Tudo isto está a acontecer sob a presidência de Petro
Poroshenko (pró-russo) que será liquidado pela Euromaidan em 2014.
A tomada de posse pró-ocidental após o golpe de Estado
vai desencadear uma mudança de mestre, já não é o irmão mais velho russo que
lidera, mas o tio Sam na pessoa de Biden.
Cavaleiro, após a invasão russa da Crimeia em 20146, o
gigante russo DF foi alienado das suas minas de titânio, enquanto os outros
depósitos no país são agora explorados pela empresa ucraniana-americana Velta Resources.
(Reporterre)
É mais fácil entender por que é que Putin queria que a
Crimeia voltasse ao regaço russo7. Mas
também porque quer Zelinsky recuperar a Crimeia.

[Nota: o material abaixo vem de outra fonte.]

//! Pixel-level drawing on `RgbaImage` surfaces: rectangle outlines, round
//! brush segments and scaled layer compositing.

use image::imageops::{self, FilterType};
use image::{Pixel, Rgba, RgbaImage};

use crate::model::{CanvasSize, Rectangle};

pub const TRANSPARENT: Rgba<u8> = Rgba([0, 0, 0, 0]);

pub fn blank(size: CanvasSize) -> RgbaImage {
    RgbaImage::from_pixel(size.width, size.height, TRANSPARENT)
}

pub fn clear(img: &mut RgbaImage) {
    for px in img.pixels_mut() {
        *px = TRANSPARENT;
    }
}

/// Strokes the outline of `rect` in its own color, centered on the rectangle
/// path like a 2D canvas `strokeRect`. A pixel is covered when its center lies
/// inside the outer edge and outside the inner edge of the stroke band.
pub fn stroke_rect(img: &mut RgbaImage, rect: &Rectangle, line_width: f32) {
    if rect.width == 0.0 && rect.height == 0.0 {
        return;
    }
    let half = line_width / 2.0;
    let (x0, y0, x1, y1) = rect.normalized();
    let outer = (x0 - half, y0 - half, x1 + half, y1 + half);
    let inner = (x0 + half, y0 + half, x1 - half, y1 - half);
    let has_hole = inner.0 < inner.2 && inner.1 < inner.3;
    let color = Rgba(rect.color.rgba());

    let (w, h) = img.dimensions();
    let px_min = outer.0.floor().max(0.0) as u32;
    let py_min = outer.1.floor().max(0.0) as u32;
    let px_max = outer.2.ceil().min(w as f32).max(0.0) as u32;
    let py_max = outer.3.ceil().min(h as f32).max(0.0) as u32;

    for py in py_min..py_max {
        let cy = py as f32 + 0.5;
        if cy < outer.1 || cy >= outer.3 {
            continue;
        }
        for px in px_min..px_max {
            let cx = px as f32 + 0.5;
            if cx < outer.0 || cx >= outer.2 {
                continue;
            }
            let in_hole =
                has_hole && cx > inner.0 && cx < inner.2 && cy > inner.1 && cy < inner.3;
            if !in_hole {
                img.get_pixel_mut(px, py).blend(&color);
            }
        }
    }
}

/// Strokes every rectangle in order; later rectangles paint over earlier ones.
pub fn stroke_all<'a>(
    img: &mut RgbaImage,
    rects: impl IntoIterator<Item = &'a Rectangle>,
    line_width: f32,
) {
    for rect in rects {
        stroke_rect(img, rect, line_width);
    }
}

/// Stamps a round brush along the segment `from` → `to`.
pub fn stamp_segment(
    img: &mut RgbaImage,
    from: (f32, f32),
    to: (f32, f32),
    radius: f32,
    color: Rgba<u8>,
) {
    let dx = to.0 - from.0;
    let dy = to.1 - from.1;
    let len = (dx * dx + dy * dy).sqrt();
    let steps = ((len * 2.0) as i32).max(1);

    for i in 0..=steps {
        let t = i as f32 / steps as f32;
        stamp_disc(img, from.0 + dx * t, from.1 + dy * t, radius, color);
    }
}

fn stamp_disc(img: &mut RgbaImage, cx: f32, cy: f32, radius: f32, color: Rgba<u8>) {
    let r = radius.max(0.5);
    let (w, h) = (img.width() as i32, img.height() as i32);
    let x_min = ((cx - r).floor() as i32).max(0);
    let y_min = ((cy - r).floor() as i32).max(0);
    let x_max = ((cx + r).ceil() as i32).min(w);
    let y_max = ((cy + r).ceil() as i32).min(h);

    for py in y_min..y_max {
        for px in x_min..x_max {
            let ox = px as f32 + 0.5 - cx;
            let oy = py as f32 + 0.5 - cy;
            if ox * ox + oy * oy <= r * r {
                img.put_pixel(px as u32, py as u32, color);
            }
        }
    }
}

/// Draws `src` over `dst`, stretched to cover all of `dst`.
pub fn draw_scaled(dst: &mut RgbaImage, src: &RgbaImage) {
    if dst.width() == 0 || dst.height() == 0 || src.width() == 0 || src.height() == 0 {
        return;
    }
    if src.dimensions() == dst.dimensions() {
        imageops::overlay(dst, src, 0, 0);
    } else {
        let scaled = imageops::resize(src, dst.width(), dst.height(), FilterType::Triangle);
        imageops::overlay(dst, &scaled, 0, 0);
    }
}

pub fn to_color_image(img: &RgbaImage) -> egui::ColorImage {
    let size = [img.width() as usize, img.height() as usize];
    egui::ColorImage::from_rgba_unmultiplied(size, img.as_raw())
}

#[cfg(test)]
mod tests {
    use super::*;
    use crate::model::LabelColor;

    fn blue_square() -> Rectangle {
        Rectangle {
            start_x: 0.0,
            start_y: 0.0,
            width: 50.0,
            height: 50.0,
            color: LabelColor::Question,
        }
    }

    #[test]
    fn two_pixel_outline_is_centered_on_path() {
        let mut img = blank(CanvasSize::new(100, 100));
        stroke_rect(&mut img, &blue_square(), 2.0);

        let blue = Rgba([0, 0, 255, 255]);
        assert_eq!(*img.get_pixel(0, 25), blue);
        assert_eq!(*img.get_pixel(25, 0), blue);
        assert_eq!(*img.get_pixel(49, 25), blue);
        assert_eq!(*img.get_pixel(50, 25), blue);
        assert_eq!(*img.get_pixel(25, 50), blue);

        assert_eq!(*img.get_pixel(1, 25), TRANSPARENT);
        assert_eq!(*img.get_pixel(25, 25), TRANSPARENT);
        assert_eq!(*img.get_pixel(51, 25), TRANSPARENT);
    }

    #[test]
    fn negative_extents_cover_same_pixels() {
        let mut forward = blank(CanvasSize::new(80, 80));
        let mut backward = blank(CanvasSize::new(80, 80));
        let rect = Rectangle::from_drag((10.0, 10.0), (60.0, 40.0), LabelColor::Image);
        let flipped = Rectangle::from_drag((60.0, 40.0), (10.0, 10.0), LabelColor::Image);
        stroke_rect(&mut forward, &rect, 2.0);
        stroke_rect(&mut backward, &flipped, 2.0);
        assert_eq!(forward, backward);
    }

    #[test]
    fn degenerate_rectangles() {
        let mut img = blank(CanvasSize::new(20, 20));
        let point = Rectangle::from_drag((5.0, 5.0), (5.0, 5.0), LabelColor::Black);
        stroke_rect(&mut img, &point, 2.0);
        assert!(img.pixels().all(|p| *p == TRANSPARENT));

        let line = Rectangle::from_drag((5.0, 2.0), (5.0, 12.0), LabelColor::Black);
        stroke_rect(&mut img, &line, 2.0);
        assert_eq!(*img.get_pixel(4, 8), Rgba([0, 0, 0, 255]));
        assert_eq!(*img.get_pixel(5, 8), Rgba([0, 0, 0, 255]));
        assert_eq!(*img.get_pixel(7, 8), TRANSPARENT);
    }

    #[test]
    fn out_of_bounds_strokes_are_clipped() {
        let mut img = blank(CanvasSize::new(10, 10));
        let rect = Rectangle::from_drag((-20.0, -20.0), (200.0, 5.0), LabelColor::Question);
        stroke_rect(&mut img, &rect, 2.0);
        assert_eq!(*img.get_pixel(3, 4), Rgba([0, 0, 255, 255]));
        assert_eq!(*img.get_pixel(3, 2), TRANSPARENT);
    }

    #[test]
    fn brush_segment_covers_endpoints() {
        let mut img = blank(CanvasSize::new(40, 40));
        let black = Rgba([0, 0, 0, 255]);
        stamp_segment(&mut img, (5.0, 5.0), (30.0, 5.0), 2.0, black);
        assert_eq!(*img.get_pixel(5, 5), black);
        assert_eq!(*img.get_pixel(18, 5), black);
        assert_eq!(*img.get_pixel(29, 5), black);
        assert_eq!(*img.get_pixel(18, 20), TRANSPARENT);
    }

    #[test]
    fn draw_scaled_stretches_to_destination() {
        let src = RgbaImage::from_pixel(2, 2, Rgba([10, 20, 30, 255]));
        let mut dst = blank(CanvasSize::new(8, 6));
        draw_scaled(&mut dst, &src);
        assert!(dst.pixels().all(|p| *p == Rgba([10, 20, 30, 255])));
    }

    #[test]
    fn transparent_source_leaves_destination() {
        let mut dst = RgbaImage::from_pixel(4, 4, Rgba([200, 0, 0, 255]));
        draw_scaled(&mut dst, &blank(CanvasSize::new(4, 4)));
        assert!(dst.pixels().all(|p| *p == Rgba([200, 0, 0, 255])));
    }
}
use std::io::Cursor;

use anyhow::Context;
use image::{ImageFormat, Rgba, RgbaImage};

use crate::model::CanvasSize;
use crate::raster;

/// A drawing surface the page delegates brush strokes to. Only its raster
/// output matters to compositing; how strokes are represented is up to the
/// implementation.
pub trait FreehandSurface {
    fn clear(&mut self);

    /// Discards current content and reallocates at `size`.
    fn resize(&mut self, size: CanvasSize);

    fn rasterize(&self) -> RgbaImage;

    fn is_empty(&self) -> bool;

    /// Bumped on every visible change, so the UI knows when to re-upload.
    fn revision(&self) -> u64;

    fn rasterize_png(&self) -> anyhow::Result<Vec<u8>> {
        let mut bytes = Vec::new();
        self.rasterize()
            .write_to(&mut Cursor::new(&mut bytes), ImageFormat::Png)
            .context("encoding freehand layer")?;
        Ok(bytes)
    }
}

#[derive(Clone, Debug)]
struct BrushStroke {
    points: Vec<(f32, f32)>,
}

/// Round-brush canvas keeping strokes as point lists and a cached raster.
pub struct BrushCanvas {
    size: CanvasSize,
    radius: f32,
    color: Rgba<u8>,
    strokes: Vec<BrushStroke>,
    active: Option<BrushStroke>,
    surface: RgbaImage,
    revision: u64,
}

impl BrushCanvas {
    pub const DEFAULT_RADIUS: f32 = 10.0;

    pub fn new(size: CanvasSize, radius: f32) -> Self {
        Self {
            size,
            radius,
            color: Rgba([0, 0, 0, 255]),
            strokes: Vec::new(),
            active: None,
            surface: raster::blank(size),
            revision: 0,
        }
    }

    pub fn size(&self) -> CanvasSize {
        self.size
    }

    pub fn stroke_count(&self) -> usize {
        self.strokes.len() + usize::from(self.active.is_some())
    }

    pub fn begin_stroke(&mut self, pos: (f32, f32)) {
        if let Some(done) = self.active.take() {
            self.strokes.push(done);
        }
        raster::stamp_segment(&mut self.surface, pos, pos, self.radius, self.color);
        self.active = Some(BrushStroke { points: vec![pos] });
        self.revision += 1;
    }

    pub fn extend_stroke(&mut self, pos: (f32, f32)) {
        let Some(stroke) = self.active.as_mut() else {
            return;
        };
        if let Some(&last) = stroke.points.last() {
            raster::stamp_segment(&mut self.surface, last, pos, self.radius, self.color);
        }
        stroke.points.push(pos);
        self.revision += 1;
    }

    pub fn end_stroke(&mut self) {
        if let Some(done) = self.active.take() {
            self.strokes.push(done);
        }
    }
}

impl FreehandSurface for BrushCanvas {
    fn clear(&mut self) {
        self.strokes.clear();
        self.active = None;
        raster::clear(&mut self.surface);
        self.revision += 1;
    }

    fn resize(&mut self, size: CanvasSize) {
        self.size = size;
        self.strokes.clear();
        self.active = None;
        self.surface = raster::blank(size);
        self.revision += 1;
    }

    fn rasterize(&self) -> RgbaImage {
        self.surface.clone()
    }

    fn is_empty(&self) -> bool {
        self.strokes.is_empty() && self.active.is_none()
    }

    fn revision(&self) -> u64 {
        self.revision
    }
}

Um porão estratégico para o Oeste.
Como indicado pelo site Reporterre ver o extracto
abaixo
Com efeito, é também uma batalha pelos metais que está
a ser disputada na Ucrânia. O subsolo do país contém depósitos consideráveis
estimados pelos serviços geológicos
ucranianos no valor de 7.500 mil milhões de dólares. A
Ucrânia ocupa o quinto lugar no ranking mundial pelas suas reservas de ferro,
grafite e manganês - dois elementos críticos para a produção de baterias
elétricas.
É também o sexto maior produtor mundial de titânio, um
metal estratégico para a produção de aeronaves, e contém depósitos
significativos de lítio, cobre, cobalto e terras raras, utilizados no campo da
energia, bem como na electrónica e na defesa. É por isso que a União Europeia
concluiu em Julho de 2021 uma parceria com a Ucrânia para
metais estratégicos e baterias, uma cooperação que começou e foi gradualmente
reforçada desde 2014, após o governo pró-ocidental de Poroshenko ter chegado ao
poder.
Esta parceria responde ao desejo da União Europeia –
e, mais amplamente, da NATO – de assegurar o fornecimento de matérias-primas
para a sua indústria face aos monopólios chineses e russos. Em teoria, trata-se
de metais "para transicção"; na prática, o objetivo é
muito mais amplo. Asseguraria, por exemplo, as importações de titânio, que são decisivas para a Airbus e para a
Safran; zircónio, dos quais três quartos são utilizados para a energia nuclear;
escândio, subproduto da metalurgia de titânio utilizado em pilhas de
combustível e ligas ultraleves em aeronáutica; ou molibdénio, usado em
superligas, displays e chips electrónicos. Para o fabrico de semi-condutores, a
indústria norte-americana também depende 90% do néon de qualidade ultrapura produzido em Odessa a partir
de gás proveniente de fábricas de aço.
Antes desta parceria, a Ucrânia tinha-se comprometido
a privatizar as suas minas e indústria metalúrgica, a colaborar com os
inquéritos geológicos europeus (EuroGeoSurveys) e Estados Unidos (USGS) e a
produzir um "Atlas de Investimento" em inglês catalogando depósitos de metais
críticos disponíveis. Segundo a Ukraine Invest,
tinha 8.761 depósitos em 2021.
A partir de 2016, o governo começou a vender as suas
licenças de exploração mineira através de leilões electrónicos. Entre 2018 e
2021, o número de autorizações emitidas aumentou de 150 para 377 e o número
de leilões electrónicos de 10 para 160. Em 2019, a
Metinvest, a empresa metalúrgica de Rinat Akhmetov, o homem mais rico da Ucrânia,
associou-se ao gigante Glencore (com sede na Suíça) para explorar um dos
principais depósitos de ferro do país, em Shymanivske,
não muito longe de Zaporizhia.
Depósitos estratégicos para os campos em presença
Os irmãos inimigos
acabam por se dar bem além fronteiras e pátrias quando se trata de negócios,
deixando os mortos enterrar os mortos no pântano ucraniano. A London Metal
Exchange desistiu de proibir a venda de metais russos.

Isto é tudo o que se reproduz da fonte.